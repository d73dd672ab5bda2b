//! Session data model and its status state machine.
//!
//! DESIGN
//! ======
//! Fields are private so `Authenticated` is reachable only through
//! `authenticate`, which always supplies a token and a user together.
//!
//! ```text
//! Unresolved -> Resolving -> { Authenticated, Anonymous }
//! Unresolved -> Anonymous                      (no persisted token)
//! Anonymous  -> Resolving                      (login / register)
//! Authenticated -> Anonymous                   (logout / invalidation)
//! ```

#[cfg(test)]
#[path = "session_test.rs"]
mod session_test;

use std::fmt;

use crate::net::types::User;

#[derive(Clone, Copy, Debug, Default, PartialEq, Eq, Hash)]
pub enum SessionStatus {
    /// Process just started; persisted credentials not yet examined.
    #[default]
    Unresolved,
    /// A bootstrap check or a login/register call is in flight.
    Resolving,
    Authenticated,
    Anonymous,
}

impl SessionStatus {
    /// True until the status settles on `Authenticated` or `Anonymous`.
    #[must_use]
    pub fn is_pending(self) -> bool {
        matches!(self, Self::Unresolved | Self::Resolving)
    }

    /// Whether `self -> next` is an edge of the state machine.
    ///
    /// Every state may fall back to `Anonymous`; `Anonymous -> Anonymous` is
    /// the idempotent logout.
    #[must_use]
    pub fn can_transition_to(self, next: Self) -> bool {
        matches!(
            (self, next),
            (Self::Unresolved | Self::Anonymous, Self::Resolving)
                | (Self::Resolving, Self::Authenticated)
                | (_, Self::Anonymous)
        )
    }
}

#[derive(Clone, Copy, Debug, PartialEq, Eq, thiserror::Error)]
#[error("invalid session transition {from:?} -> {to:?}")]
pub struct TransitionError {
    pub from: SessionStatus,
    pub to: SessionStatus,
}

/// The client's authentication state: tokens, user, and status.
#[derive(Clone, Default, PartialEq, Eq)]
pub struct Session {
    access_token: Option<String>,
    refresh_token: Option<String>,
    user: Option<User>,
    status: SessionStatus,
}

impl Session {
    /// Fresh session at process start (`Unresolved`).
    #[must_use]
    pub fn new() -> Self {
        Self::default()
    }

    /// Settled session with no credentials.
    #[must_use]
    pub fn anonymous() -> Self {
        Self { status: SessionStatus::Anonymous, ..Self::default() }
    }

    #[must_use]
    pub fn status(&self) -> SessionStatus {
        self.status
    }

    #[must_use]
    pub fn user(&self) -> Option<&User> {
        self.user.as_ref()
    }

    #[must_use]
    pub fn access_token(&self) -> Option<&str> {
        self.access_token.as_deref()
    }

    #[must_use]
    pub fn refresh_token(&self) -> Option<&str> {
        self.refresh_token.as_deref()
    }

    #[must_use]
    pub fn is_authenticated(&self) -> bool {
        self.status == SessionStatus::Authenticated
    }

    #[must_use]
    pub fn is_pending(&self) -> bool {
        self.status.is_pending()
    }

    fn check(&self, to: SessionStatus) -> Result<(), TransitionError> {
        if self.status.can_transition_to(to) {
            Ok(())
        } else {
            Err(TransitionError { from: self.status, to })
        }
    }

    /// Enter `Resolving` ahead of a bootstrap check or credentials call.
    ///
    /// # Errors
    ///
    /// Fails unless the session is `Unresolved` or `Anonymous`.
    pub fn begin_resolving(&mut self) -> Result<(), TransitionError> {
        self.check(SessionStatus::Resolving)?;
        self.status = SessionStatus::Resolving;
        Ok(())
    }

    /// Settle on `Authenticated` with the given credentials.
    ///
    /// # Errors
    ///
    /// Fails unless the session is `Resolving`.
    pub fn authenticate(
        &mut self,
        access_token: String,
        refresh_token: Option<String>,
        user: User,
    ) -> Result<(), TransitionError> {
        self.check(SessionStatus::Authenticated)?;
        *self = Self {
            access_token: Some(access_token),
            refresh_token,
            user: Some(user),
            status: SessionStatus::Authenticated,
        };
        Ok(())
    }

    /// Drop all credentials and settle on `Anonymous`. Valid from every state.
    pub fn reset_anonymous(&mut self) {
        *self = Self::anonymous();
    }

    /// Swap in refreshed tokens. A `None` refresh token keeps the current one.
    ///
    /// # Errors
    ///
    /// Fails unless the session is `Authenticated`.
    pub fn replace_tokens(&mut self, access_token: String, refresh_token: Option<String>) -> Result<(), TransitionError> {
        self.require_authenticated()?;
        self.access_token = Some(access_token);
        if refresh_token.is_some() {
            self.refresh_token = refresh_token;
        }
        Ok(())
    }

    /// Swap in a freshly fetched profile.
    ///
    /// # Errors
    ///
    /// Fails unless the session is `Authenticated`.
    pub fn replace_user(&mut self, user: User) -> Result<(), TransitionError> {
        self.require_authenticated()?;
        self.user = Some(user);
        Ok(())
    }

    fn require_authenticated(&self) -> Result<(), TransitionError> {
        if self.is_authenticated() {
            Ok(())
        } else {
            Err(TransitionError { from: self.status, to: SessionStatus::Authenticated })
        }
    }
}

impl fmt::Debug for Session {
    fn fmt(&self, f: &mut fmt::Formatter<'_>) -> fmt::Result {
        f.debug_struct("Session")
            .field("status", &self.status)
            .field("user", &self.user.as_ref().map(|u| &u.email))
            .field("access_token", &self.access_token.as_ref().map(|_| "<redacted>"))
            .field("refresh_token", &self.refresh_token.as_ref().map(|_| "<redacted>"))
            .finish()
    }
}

— What the exercise asks —
Your answer must be a copy of every line in the data above that holds the string "call".

— Your solution —
    /// A bootstrap check or a login/register call is in flight.
    /// Enter `Resolving` ahead of a bootstrap check or credentials call.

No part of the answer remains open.